→ **What to do**: Among the entries that follow, find the lines containing the string "Item" and copy them.

→ **Collected data**:
┏━━
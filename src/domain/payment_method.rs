use super::money::{DiscountRate, Money};
use crate::error::{PaymentError, Result};
use std::borrow::Borrow;
use std::fmt;

/// Identifier of the points balance in the source data.
pub const DEFAULT_POINTS_ID: &str = "PUNKTY";

#[derive(Debug, Clone, PartialEq, Eq, PartialOrd, Ord, Hash)]
pub struct MethodId(String);

impl MethodId {
    pub fn new(id: impl Into<String>) -> Self {
        Self(id.into())
    }

    pub fn as_str(&self) -> &str {
        &self.0
    }
}

impl fmt::Display for MethodId {
    fn fmt(&self, f: &mut fmt::Formatter<'_>) -> fmt::Result {
        f.write_str(&self.0)
    }
}

impl Borrow<str> for MethodId {
    fn borrow(&self) -> &str {
        &self.0
    }
}

impl From<&str> for MethodId {
    fn from(id: &str) -> Self {
        Self::new(id)
    }
}

#[derive(Debug, Clone, Copy, PartialEq, Eq, Hash)]
pub enum MethodKind {
    /// Loyalty points balance. Eligible for its own discount and for the partial-points rule.
    Points,
    /// A payment card, possibly carrying order-specific promotions.
    Card,
}

/// A payment method and its total spending budget.
///
/// Immutable once built: the remaining budget during planning lives in the
/// optimizer's ledger, never on the method itself.
#[derive(Debug, Clone, PartialEq, Eq)]
pub struct PaymentMethod {
    id: MethodId,
    kind: MethodKind,
    discount: DiscountRate,
    limit: Money,
}

impl PaymentMethod {
    pub fn new(id: MethodId, kind: MethodKind, discount: DiscountRate, limit: Money) -> Result<Self> {
        if id.as_str().trim().is_empty() {
            return Err(PaymentError::validation("Payment method id cannot be blank"));
        }
        if limit.is_negative() {
            return Err(PaymentError::validation(format!(
                "Limit for payment method {id} cannot be negative: {limit}"
            )));
        }
        Ok(Self {
            id,
            kind,
            discount,
            limit,
        })
    }

    pub fn card(id: impl Into<String>, discount: DiscountRate, limit: Money) -> Result<Self> {
        Self::new(MethodId::new(id), MethodKind::Card, discount, limit)
    }

    pub fn points(id: impl Into<String>, discount: DiscountRate, limit: Money) -> Result<Self> {
        Self::new(MethodId::new(id), MethodKind::Points, discount, limit)
    }

    pub fn id(&self) -> &MethodId {
        &self.id
    }

    pub fn kind(&self) -> MethodKind {
        self.kind
    }

    pub fn is_points(&self) -> bool {
        self.kind == MethodKind::Points
    }

    pub fn discount(&self) -> DiscountRate {
        self.discount
    }

    pub fn limit(&self) -> Money {
        self.limit
    }
}

/// All payment methods available to a batch, kept in input order.
///
/// Input order is the enumeration order used everywhere cards are visited,
/// which makes tie-breaking between equally good plans reproducible.
#[derive(Debug, Clone, Default)]
pub struct PaymentMethods {
    methods: Vec<PaymentMethod>,
}

impl PaymentMethods {
    pub fn new(methods: impl IntoIterator<Item = PaymentMethod>) -> Result<Self> {
        let mut registry = Self::default();
        for method in methods {
            registry.insert(method)?;
        }
        Ok(registry)
    }

    pub fn insert(&mut self, method: PaymentMethod) -> Result<()> {
        if self.get(method.id().as_str()).is_some() {
            return Err(PaymentError::validation(format!(
                "Duplicate payment method id: {}",
                method.id()
            )));
        }
        if method.is_points() && let Some(existing) = self.points() {
            return Err(PaymentError::validation(format!(
                "Only one points method is allowed, found {} and {}",
                existing.id(),
                method.id()
            )));
        }
        self.methods.push(method);
        Ok(())
    }

    pub fn get(&self, id: &str) -> Option<&PaymentMethod> {
        self.methods.iter().find(|method| method.id().as_str() == id)
    }

    pub fn points(&self) -> Option<&PaymentMethod> {
        self.methods.iter().find(|method| method.is_points())
    }

    pub fn cards(&self) -> impl Iterator<Item = &PaymentMethod> {
        self.methods.iter().filter(|method| !method.is_points())
    }

    pub fn iter(&self) -> impl Iterator<Item = &PaymentMethod> {
        self.methods.iter()
    }

    pub fn len(&self) -> usize {
        self.methods.len()
    }

    pub fn is_empty(&self) -> bool {
        self.methods.is_empty()
    }
}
┗━━
→ **Solution for this task**:
    pub fn new(methods: impl IntoIterator<Item = PaymentMethod>) -> Result<Self> {
    pub fn cards(&self) -> impl Iterator<Item = &PaymentMethod> {
    pub fn iter(&self) -> impl Iterator<Item = &PaymentMethod> {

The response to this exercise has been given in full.